Iran-linked hackers claimed they had accessed FBI Director Kash Patel’s personal email inbox.
The group Handala Hack Team published photographs of Donald Trump’s law enforcement chief and other documents to the internet on Friday.
On their website, they said Patel “will now find his name among the list of successfully hacked victims”.
Personal images shows Patel sniffing and smoking cigars, riding in an antique convertible and making a face while taking a picture of himself in the mirror with a large bottle of rum.
A Department of Justice official confirmed that Patel’s email had been breached and said the material published online appeared authentic.
The FBI and the hackers did not respond to a request for comment.
Handala, which presents itself pro-Palestinian vigilantes, is considered by Western researchers to be one of several personas used by Iranian government cyberintelligence units.
It recently claimed the hack of Michigan-based medical devices and services provider Stryker on March 11, saying they had deleted a massive trove of company data.
Alongside the photographs of Patel, the activists published a sample of more than 300 emails, which appear to show a mix of personal and work correspondence dating between 2010 and 2019.
Reuters said it was not able to independently authenticate the Patel messages, but the personal Gmail address that Handala claims to have broken into matches the address linked to Patel in previous data breaches preserved by the dark web intelligence firm District 4 Labs.
Alphabet-owned Google, which runs Gmail, did not immediately respond to a request for comment.
JUST IN - FBI director Kash Patel's personal email address hacked, says DOJ. This comes only a day after Iran-linked Handala hacking group claims it breached the FBI: "Soon you will realize that the FBI's security was nothing more than a joke." pic.twitter.com/XeuogL8I0Y
— Disclose.tv (@disclosetv) March 27, 2026
Iran-linked hackers - who initially kept a low profile after the United States and Israel launched coordinated strikes against the Islamic Republic last month - have increasingly boasted of their cyber operations as the conflict drags on.
In addition to the hack against Stryker, Handala on Thursday claimed to have published the personal data of dozens of Lockheed Martin employees stationed in the Middle East.
In a statement, the defence firm said it was aware of the reports and had policies and procedures in place “to mitigate cyber threats to our business”.
Gil Messing, chief of staff at Israeli cybersecurity company Check Point, said the hack-and-leak operation against Patel was part of Iran’s strategy to embarrass US officials and “make them feel vulnerable”.

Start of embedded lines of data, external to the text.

//! Global calverge configuration.

use std::path::{Path, PathBuf};
use std::time::Duration;

use config::{Config, Environment, File};
use serde::Deserialize;

use crate::error::{CalvergeError, CalvergeResult};

static DEFAULT_CALENDAR_DIR: &str = "~/calendar";
const DEFAULT_ACCESS_TIMEOUT_SECS: u64 = 30;

fn default_calendar_dir() -> PathBuf {
    PathBuf::from(DEFAULT_CALENDAR_DIR)
}

fn default_access_timeout_secs() -> u64 {
    DEFAULT_ACCESS_TIMEOUT_SECS
}

/// Global configuration at ~/.config/calverge/config.toml
///
/// Every key can be overridden with a `CALVERGE_` environment variable,
/// e.g. `CALVERGE_CALENDAR_DIR`.
#[derive(Debug, Deserialize, Clone, PartialEq)]
pub struct CalvergeConfig {
    #[serde(default = "default_calendar_dir")]
    pub calendar_dir: PathBuf,

    /// How long to wait for the store to grant access
    #[serde(default = "default_access_timeout_secs")]
    pub access_timeout_secs: u64,
}

impl Default for CalvergeConfig {
    fn default() -> Self {
        CalvergeConfig {
            calendar_dir: default_calendar_dir(),
            access_timeout_secs: DEFAULT_ACCESS_TIMEOUT_SECS,
        }
    }
}

impl CalvergeConfig {
    pub fn config_path() -> CalvergeResult<PathBuf> {
        let config_dir = dirs::config_dir()
            .ok_or_else(|| CalvergeError::Config("Could not determine config directory".into()))?
            .join("calverge");

        Ok(config_dir.join("config.toml"))
    }

    /// Load the global config, writing a commented-out default on first run.
    pub fn load() -> CalvergeResult<Self> {
        let config_path = Self::config_path()?;

        if !config_path.exists() {
            Self::create_default_config(&config_path)?;
        }

        Self::load_from(&config_path)
    }

    pub fn load_from(path: &Path) -> CalvergeResult<Self> {
        Config::builder()
            .add_source(File::from(path).required(false))
            .add_source(Environment::with_prefix("CALVERGE"))
            .build()
            .map_err(|e| CalvergeError::Config(e.to_string()))?
            .try_deserialize()
            .map_err(|e| CalvergeError::Config(e.to_string()))
    }

    /// Calendar root with `~` expanded.
    pub fn data_path(&self) -> PathBuf {
        let full_path_str = shellexpand::tilde(&self.calendar_dir.to_string_lossy()).into_owned();

        PathBuf::from(full_path_str)
    }

    pub fn access_timeout(&self) -> Duration {
        Duration::from_secs(self.access_timeout_secs)
    }

    /// Create a default config file with all options commented out.
    pub fn create_default_config(path: &Path) -> CalvergeResult<()> {
        let contents = format!(
            "\
# calverge configuration

# Where your calendars live:
# calendar_dir = \"{}\"

# Seconds to wait for calendar access before giving up:
# access_timeout_secs = {}
",
            DEFAULT_CALENDAR_DIR, DEFAULT_ACCESS_TIMEOUT_SECS
        );

        if let Some(parent) = path.parent() {
            std::fs::create_dir_all(parent).map_err(|e| {
                CalvergeError::Config(format!("Could not create config directory: {e}"))
            })?;
        }

        std::fs::write(path, contents)
            .map_err(|e| CalvergeError::Config(format!("Could not write config file: {e}")))?;

        Ok(())
    }
}
//! Sync run configuration.
//!
//! A `SyncConfiguration` is built once per run, either from a JSON file or
//! from command-line flags, and never mutated afterwards.

use std::fmt;
use std::path::Path;
use std::str::FromStr;

use serde::{Deserialize, Serialize};

use crate::error::{CalvergeError, CalvergeResult};

const UNNAMED_SYNC: &str = "Unnamed Sync";

#[derive(Debug, Clone, Copy, PartialEq, Eq, Default, Serialize, Deserialize)]
pub enum SyncMode {
    /// Copy event details (title, location, optionally notes/alarms/recurrence)
    #[default]
    #[serde(rename = "full")]
    Full,
    /// Copy time blocks only, titled "Busy"
    #[serde(rename = "busy-only")]
    BusyOnly,
}

impl SyncMode {
    pub const ALL: [SyncMode; 2] = [SyncMode::Full, SyncMode::BusyOnly];

    pub fn as_str(&self) -> &'static str {
        match self {
            SyncMode::Full => "full",
            SyncMode::BusyOnly => "busy-only",
        }
    }

    pub fn description(&self) -> &'static str {
        match self {
            SyncMode::Full => "Full event details (title, location, notes, etc.)",
            SyncMode::BusyOnly => "Busy time blocks only (no details)",
        }
    }
}

impl fmt::Display for SyncMode {
    fn fmt(&self, f: &mut fmt::Formatter) -> fmt::Result {
        write!(f, "{}", self.as_str())
    }
}

impl FromStr for SyncMode {
    type Err = CalvergeError;

    fn from_str(s: &str) -> Result<Self, Self::Err> {
        SyncMode::ALL
            .into_iter()
            .find(|mode| mode.as_str() == s)
            .ok_or_else(|| {
                let valid: Vec<_> = SyncMode::ALL.iter().map(|m| m.as_str()).collect();
                CalvergeError::InvalidConfiguration(format!(
                    "Invalid sync mode '{}'. Valid options: {}",
                    s,
                    valid.join(", ")
                ))
            })
    }
}

/// What to sync, from where, into where.
///
/// The JSON field names match the config files written for earlier releases.
#[derive(Debug, Clone, PartialEq, Serialize, Deserialize)]
pub struct SyncConfiguration {
    #[serde(default, skip_serializing_if = "Option::is_none")]
    pub name: Option<String>,

    #[serde(rename = "targetCalendarID")]
    pub target_calendar_id: String,

    #[serde(rename = "sourceCalendarIDs")]
    pub source_calendar_ids: Vec<String>,

    #[serde(rename = "syncMode", default)]
    pub sync_mode: SyncMode,

    #[serde(rename = "includeDetails", default)]
    pub include_details: bool,
}

impl SyncConfiguration {
    /// Full mode, details off.
    pub fn new(target_calendar_id: impl Into<String>, source_calendar_ids: Vec<String>) -> Self {
        SyncConfiguration {
            name: None,
            target_calendar_id: target_calendar_id.into(),
            source_calendar_ids,
            sync_mode: SyncMode::Full,
            include_details: false,
        }
    }

    pub fn with_name(mut self, name: impl Into<String>) -> Self {
        self.name = Some(name.into());
        self
    }

    pub fn with_mode(mut self, mode: SyncMode) -> Self {
        self.sync_mode = mode;
        self
    }

    pub fn with_details(mut self, include_details: bool) -> Self {
        self.include_details = include_details;
        self
    }

    /// Build from command-line style values. `sources` is comma-separated.
    pub fn from_args(
        name: Option<String>,
        target: &str,
        sources: &str,
        mode: &str,
        include_details: bool,
    ) -> CalvergeResult<Self> {
        let source_calendar_ids = sources
            .split(',')
            .map(|s| s.trim().to_string())
            .filter(|s| !s.is_empty())
            .collect();

        let config = SyncConfiguration {
            name,
            target_calendar_id: target.trim().to_string(),
            source_calendar_ids,
            sync_mode: mode.parse()?,
            include_details,
        };

        config.validate()?;
        Ok(config)
    }

    pub fn from_json(json: &str) -> CalvergeResult<Self> {
        let config: SyncConfiguration = serde_json::from_str(json).map_err(|e| {
            CalvergeError::InvalidConfiguration(format!("Invalid JSON configuration: {e}"))
        })?;

        config.validate()?;
        Ok(config)
    }

    pub fn from_json_file(path: &Path) -> CalvergeResult<Self> {
        if !path.exists() {
            return Err(CalvergeError::InvalidConfiguration(format!(
                "Config file not found at '{}'",
                path.display()
            )));
        }

        let contents = std::fs::read_to_string(path).map_err(|e| {
            CalvergeError::InvalidConfiguration(format!(
                "Could not read config file '{}': {e}",
                path.display()
            ))
        })?;

        Self::from_json(&contents)
    }

    pub fn validate(&self) -> CalvergeResult<()> {
        if self.target_calendar_id.trim().is_empty() {
            return Err(CalvergeError::InvalidConfiguration(
                "Target calendar ID must not be empty".into(),
            ));
        }

        if self
            .name
            .as_deref()
            .is_some_and(|name| name.chars().any(char::is_control))
        {
            return Err(CalvergeError::InvalidConfiguration(
                "Sync name must not contain line breaks or control characters".into(),
            ));
        }

        if self.source_calendar_ids.iter().all(|id| id.trim().is_empty()) {
            return Err(CalvergeError::InvalidConfiguration(
                "At least one source calendar ID is required".into(),
            ));
        }

        Ok(())
    }

    pub fn display_name(&self) -> &str {
        self.name.as_deref().unwrap_or(UNNAMED_SYNC)
    }
}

The Iranians, he said, are “firing whatever they have”.
It is not unusual for foreign hackers to target senior officials’ personal emails, and breaches and leaks both happen periodically.
Hackers famously broke into Hillary Clinton campaign chairman John Podesta’s personal Gmail account ahead of the 2016 election and published much of the data to the WikiLeaks site.
In 2015, teenage hackers broke into then-CIA director John Brennan’s personal AOL account and leaked data about US intelligence officials.
Relatively unsophisticated breaches of this nature are in line with an intelligence assessment reviewed by Reuters on March 2.
It said Iran and its proxies could respond to the killing of Iranian Supreme Leader Ayatollah Ali Khamenei with low-level hacks against American digital networks.
Iran-linked hackers may have other emails in reserve.